TASK BRIEF =
Nothing but a number should be returned: the count of lines in the records that contain "keeps".

Recorded data:
--- START ---

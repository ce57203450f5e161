//! State synchronisation and control for Crestron TSW touch panels.
//!
//! The panel exposes its whole configuration as one JSON document at
//! `/Device` and accepts partial documents back. This crate keeps a cached,
//! filtered copy of that document and turns single-property changes into
//! verified writes:
//!
//! - **[`Panel`]**: Lifecycle handle. [`connect()`](Panel::connect) performs
//!   the initial fetch and spawns the periodic refresh;
//!   [`probe()`](Panel::probe) is a one-shot connectivity check.
//!
//! - **[`PollingCoordinator`]**: Fetches, filters, and atomically publishes
//!   [`StateSnapshot`]s. Overlapping refreshes are dropped and a failed poll
//!   keeps the previous tree, flagged as stale.
//!
//! - **[`WriteGateway`]**: Builds the minimal partial document for a
//!   [`ValuePath`], posts it, and picks the panel's result for that property
//!   out of the batched reply.
//!
//! - **[`entity`]**: Switch, number, sensor, and text adapters bound to the
//!   fixed [`ENTITIES`](entity::ENTITIES) table.

pub mod config;
pub mod coordinator;
pub mod entity;
pub mod error;
pub mod filter;
pub mod gateway;
pub mod panel;
pub mod path;
pub mod snapshot;
pub mod stream;

// ── Primary re-exports ──────────────────────────────────────────────
pub use config::{DEFAULT_POLL_INTERVAL, DEFAULT_TIMEOUT, PanelConfig};
pub use coordinator::{CoordinatorState, PollingCoordinator, Refresh};
pub use entity::{
    Entity, EntityDescription, EntityKind, NumberEntity, SensorEntity, SnapshotReader,
    SwitchEntity, TextEntity,
};
pub use error::CoreError;
pub use gateway::{WriteGateway, WriteOutcome, WriteResult, WriteTarget};
pub use panel::Panel;
pub use path::ValuePath;
pub use snapshot::{DeviceIdentity, DeviceInfo, StateSnapshot};
pub use stream::SnapshotStream;

pub use tswlink_api::TransportConfig;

--- END ---

COMPLETED TASK =
2